[Source data]
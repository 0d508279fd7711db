//! Markdown documentation for a policy corpus.

use std::fmt::Write as _;
use std::path::{Component, Path, PathBuf};

use kanon_core::{Policy, Severity};
use tracing::debug;

use crate::error::{CompilerError, Result};
use crate::parser::strip_comment_lines;

/// Where the rendered document lives and how sources are linked.
#[derive(Debug, Clone, Default)]
pub struct DocsOptions {
    /// Base URL for source links. Relative links are used when unset.
    pub url: Option<String>,
    /// Directory the document is written to.
    pub output_dir: PathBuf,
}

impl DocsOptions {
    /// Creates options for a document written to `output_dir`.
    #[must_use]
    pub fn new(output_dir: impl Into<PathBuf>) -> Self {
        Self {
            url: None,
            output_dir: output_dir.into(),
        }
    }

    /// Sets the base URL for source links.
    #[must_use]
    pub fn with_url(mut self, url: impl Into<String>) -> Self {
        self.url = Some(url.into());
        self
    }
}

/// Returns the Markdown anchor for a title.
///
/// ```rust
/// assert_eq!(kanon_compiler::docs::anchor("Required Labels"), "required-labels");
/// ```
#[must_use]
pub fn anchor(title: &str) -> String {
    title.trim().to_lowercase().replace(' ', "-")
}

/// Renders the Markdown document. Policies without a title are left out.
///
/// # Errors
///
/// Returns an error if the document cannot be written.
pub fn render(policies: &[Policy], options: &DocsOptions) -> Result<String> {
    let titled: Vec<&Policy> = policies.iter().filter(|p| !p.title.is_empty()).collect();
    let mut out = String::new();

    render_inner(&mut out, &titled, options).map_err(|e| CompilerError::RenderError {
        what: "documentation".to_string(),
        message: e.to_string(),
    })?;

    debug!(policies = titled.len(), "Rendered documentation");
    Ok(out)
}

fn render_inner(out: &mut String, policies: &[&Policy], options: &DocsOptions) -> std::fmt::Result {
    writeln!(out, "# Policies")?;

    for (heading, severity) in [("Violations", Severity::Violation), ("Warnings", Severity::Warning)] {
        writeln!(out, "\n## {heading}\n")?;
        for policy in policies.iter().filter(|p| p.severity == severity) {
            writeln!(out, "* [{}](#{})", policy.title, anchor(&policy.title))?;
        }
    }

    for policy in policies {
        writeln!(out, "\n## {}\n", policy.title)?;
        writeln!(out, "**Severity:** {}\n", policy.severity)?;

        if !policy.matchers.kind_matchers.is_empty() {
            writeln!(out, "**Resources:** {}\n", policy.matchers.kind_matchers)?;
        }

        if !policy.parameters.is_empty() {
            writeln!(out, "**Parameters:**\n")?;
            for parameter in &policy.parameters {
                let ty = if parameter.is_array {
                    format!("array of {}", parameter.ty)
                } else {
                    parameter.ty.clone()
                };
                write!(out, "* `{}`: {ty}", parameter.name)?;
                if let Some(description) = &parameter.description {
                    write!(out, ". {description}")?;
                }
                writeln!(out)?;
            }
            writeln!(out)?;
        }

        if !policy.description.is_empty() {
            writeln!(out, "{}\n", policy.description)?;
        }

        writeln!(out, "### Rego\n")?;
        writeln!(out, "```rego\n{}\n```\n", rego_without_comments(&policy.sanitized_source))?;

        let link = source_link(policy, options);
        writeln!(out, "_source: [{link}]({link})_")?;
    }

    Ok(())
}

/// Returns the link to a policy's directory.
#[must_use]
pub fn source_link(policy: &Policy, options: &DocsOptions) -> String {
    let dir = policy.path.parent().unwrap_or_else(|| Path::new(""));

    match &options.url {
        Some(url) => format!("{}/{}", url.trim_end_matches('/'), to_slash(dir)),
        None => to_slash(&relative_path(&options.output_dir, dir)),
    }
}

/// Drops full-line comments and surrounding blank lines.
fn rego_without_comments(source: &str) -> String {
    strip_comment_lines(source).trim_matches('\n').to_string()
}

fn to_slash(path: &Path) -> String {
    let parts: Vec<String> = path
        .components()
        .map(|c| c.as_os_str().to_string_lossy().into_owned())
        .collect();
    if parts.is_empty() {
        ".".to_string()
    } else {
        parts.join("/")
    }
}

/// Returns `to` relative to the directory `from`, both lexically normalized.
fn relative_path(from: &Path, to: &Path) -> PathBuf {
    let from = normalize(from);
    let to = normalize(to);

    let common = from
        .iter()
        .zip(&to)
        .take_while(|(a, b)| a == b)
        .count();

    let mut result = PathBuf::new();
    for _ in common..from.len() {
        result.push("..");
    }
    for part in &to[common..] {
        result.push(part);
    }
    result
}

fn normalize(path: &Path) -> Vec<String> {
    let mut parts: Vec<String> = Vec::new();
    for component in path.components() {
        match component {
            Component::CurDir => {}
            Component::ParentDir => {
                if parts.last().is_some_and(|p| p != "..") {
                    parts.pop();
                } else {
                    parts.push("..".to_string());
                }
            }
            other => parts.push(other.as_os_str().to_string_lossy().into_owned()),
        }
    }
    parts
}

#[cfg(test)]
mod tests {
    use kanon_core::{KindMatchers, Matchers, Parameter};

    use super::*;

    fn policies() -> Vec<Policy> {
        vec![
            Policy::new(
                "policies/pod-limits/src.rego",
                "# @title Pod limits\npackage pod_limits\n\nviolation[msg] {\n  msg := \"x\"\n}\n",
                Severity::Violation,
            )
            .with_title("Pod limits")
            .with_description("Containers set limits.")
            .with_parameter(Parameter::new("max", "integer").with_description("Upper bound"))
            .with_matchers(Matchers {
                kind_matchers: KindMatchers::from_pairs([("core", "Pod"), ("apps", "Deployment")]),
                ..Matchers::default()
            }),
            Policy::new("policies/deprecated-api/src.rego", "package x\n\nwarn[msg] { msg := 1 }", Severity::Warning)
                .with_title("Deprecated API"),
            Policy::new("policies/untitled/src.rego", "package y\n", Severity::Violation),
        ]
    }

    #[test]
    fn test_anchor() {
        assert_eq!(anchor("Pod limits"), "pod-limits");
    }

    #[test]
    fn test_render() {
        let doc = render(&policies(), &DocsOptions::new("docs")).unwrap();

        assert!(doc.starts_with("# Policies\n\n## Violations\n\n* [Pod limits](#pod-limits)\n"));
        assert!(doc.contains("## Warnings\n\n* [Deprecated API](#deprecated-api)\n"));
        assert!(doc.contains("**Severity:** Violation"));
        assert!(doc.contains("**Resources:** core/Pod apps/Deployment"));
        assert!(doc.contains("* `max`: integer. Upper bound"));
        assert!(doc.contains("```rego\npackage pod_limits\n\nviolation[msg] {\n  msg := \"x\"\n}\n```"));
        assert!(doc.contains("_source: [../policies/pod-limits](../policies/pod-limits)_"));
        assert!(!doc.contains("untitled"));
        assert!(!doc.contains("@title"));
    }

    #[test]
    fn test_rego_keeps_hash_lines_in_raw_strings() {
        let source = "# @title X\npackage x\n\n# helper\nmsg := `\n# heading\n`\n";
        assert_eq!(rego_without_comments(source), "package x\n\nmsg := `\n# heading\n`");
    }

    #[test]
    fn test_source_link_with_url() {
        let options = DocsOptions::new(".").with_url("https://github.com/org/repo/");
        let link = source_link(&policies()[0], &options);
        assert_eq!(link, "https://github.com/org/repo/policies/pod-limits");
    }

    #[test]
    fn test_relative_path() {
        assert_eq!(
            relative_path(Path::new("."), Path::new("policies/a")),
            PathBuf::from("policies/a")
        );
        assert_eq!(
            relative_path(Path::new("docs/out"), Path::new("./policies/a")),
            PathBuf::from("../../policies/a")
        );
        assert_eq!(
            relative_path(Path::new("policies"), Path::new("policies/a")),
            PathBuf::from("a")
        );
    }
}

TASK PROMPT: Which of the lines above mention the word "Warnings"? Pull those lines out.

ANSWER TO THIS EXERCISE:
    for (heading, severity) in [("Violations", Severity::Violation), ("Warnings", Severity::Warning)] {
        assert!(doc.contains("## Warnings\n\n* [Deprecated API](#deprecated-api)\n"));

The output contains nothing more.